Regards croisés : Omar Artan, une légitimité continentale sacrifiée

Le meilleur sifflet africain 2025, retenu par la FIFA pour le compte du Mondial 2026, sera absent. Omar Abdulkadir Artan, 41 ans, de nationalité somalienne, s’est vu refuser l’entrée sur le sol américain. Pas de visa, pas de compétition. Des années de dur labeur sacrifiées sur l’autel des querelles politiques.

Le poids de l’Histoire

Pour comprendre la situation déplorable du jeune arbitre somalien, il faut remonter le temps. En effet, le passeport somalien traîne un contentieux vieux de 30 ans avec les USA. Depuis l’effondrement de Mogadiscio en 1991, la fermeture de l’ambassade américaine jusqu’en 2018, les frappes de drones contre Al-Shabaab, jusqu’aux « travel bans » qui ciblent encore les détenteurs de ce passeport. Omar Abdulkadir Artan, le pauvre, paie l’addition. Lui, l’arbitre. Lui, l’homme du fair-play. Lui, décoré par la CAF. Mais aux yeux du contrôle migratoire au pays de l’Oncle Sam, il n’est qu’un « Somalien ». Son sifflet d’or ne pèse rien face à la méfiance d’un État.

Silences assourdissants

Des instances faîtières aux fédérations affiliées, zéro réaction. Omar Abdulkadir Artan, doublement poignardé. Triste ! Des années de travail à la quête de l’excellence et de la perfection à travers les pelouses africaines, réduites à néant. Il était pourtant si proche du but.
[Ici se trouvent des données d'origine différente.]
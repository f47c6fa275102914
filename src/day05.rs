// Copyright (c) 2022 Bastiaan Marinus van de Weerd


fn reacts(a: u8, b: u8) -> bool {
	a != b && a.eq_ignore_ascii_case(&b)
}

/// Fully reacts the polymer made up of `units`.
fn react(units: impl Iterator<Item = u8>) -> Vec<u8> {
	let mut stack = Vec::new();
	for unit in units {
		if stack.last().map_or(false, |&last| reacts(last, unit)) {
			stack.pop();
		} else {
			stack.push(unit);
		}
	}
	stack
}


fn input_polymer_from_str(s: &str) -> Result<&[u8], parsing::PolymerError> {
	parsing::polymer_from_str(s)
}


fn part1_impl(input_polymer: &[u8]) -> usize {
	react(input_polymer.iter().copied()).len()
}

pub(crate) fn part1(input: &str) -> anyhow::Result<usize> {
	Ok(part1_impl(input_polymer_from_str(input)?))
}


fn part2_impl(input_polymer: &[u8]) -> usize {
	use rayon::prelude::{IntoParallelIterator as _, ParallelIterator as _};

	// Removing a unit type from the reacted polymer reacts to the same result
	let reacted = react(input_polymer.iter().copied());
	(b'a'..=b'z')
		.into_par_iter()
		.map(|removed| react(reacted.iter()
			.copied()
			.filter(|unit| unit.to_ascii_lowercase() != removed)).len())
		.min()
		.unwrap_or(0)
}

pub(crate) fn part2(input: &str) -> anyhow::Result<usize> {
	Ok(part2_impl(input_polymer_from_str(input)?))
}


mod parsing {
	#[derive(Debug, thiserror::Error)]
	pub(super) enum PolymerError {
		#[error("Empty input")]
		Empty,
		#[error("Invalid unit {found:?} at column {column}")]
		InvalidUnit { column: usize, found: char },
	}

	pub(super) fn polymer_from_str(s: &str) -> Result<&[u8], PolymerError> {
		let s = s.trim_end().as_bytes();
		if s.is_empty() { return Err(PolymerError::Empty) }
		match s.iter().position(|b| !b.is_ascii_alphabetic()) {
			Some(c) => Err(PolymerError::InvalidUnit { column: c + 1, found: s[c] as char }),
			None => Ok(s),
		}
	}
}


#[cfg(test)]
mod tests {
	use super::*;
	use test_case::test_case;

	#[test_case("aA", 0)]
	#[test_case("abBA", 0)]
	#[test_case("abAB", 4)]
	#[test_case("aabAAB", 6)]
	#[test_case("dabAcCaCBAcCcaDA", 10)]
	fn part1_examples(input: &str, answer: usize) {
		assert_eq!(part1_impl(input_polymer_from_str(input).unwrap()), answer);
	}

	#[test]
	fn part2_example() {
		assert_eq!(part2_impl(input_polymer_from_str("dabAcCaCBAcCcaDA\n").unwrap()), 4);
	}

	#[test]
	fn invalid() {
		assert!(matches!(input_polymer_from_str("\n"), Err(parsing::PolymerError::Empty)));
		assert!(matches!(input_polymer_from_str("ab1"),
			Err(parsing::PolymerError::InvalidUnit { column: 3, found: '1' })));
	}
}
Il aurait été le premier Somalien à officier lors d’une rencontre de Coupe du monde. Son rêve vient d’être brisé brutalement. Participer à cet événement planétaire, le rendez-vous de la crème des crèmes, quoi de plus noble dans le football ! Malheureusement, pour Omar Abdulkadir Artan qui méritait d’y être, il devra, malgré lui, suivre la grande messe du football sur les écrans.

Un arbitre européen aurait-il dormi à l’aéroport ? La question est posée. La réponse, on la connaît. Cependant, le football est censé abolir les frontières. La FIFA rêve de « One World, One Game ». Mais quand le meilleur arbitre d’Afrique est traité comme indésirable, le rêve se fissure.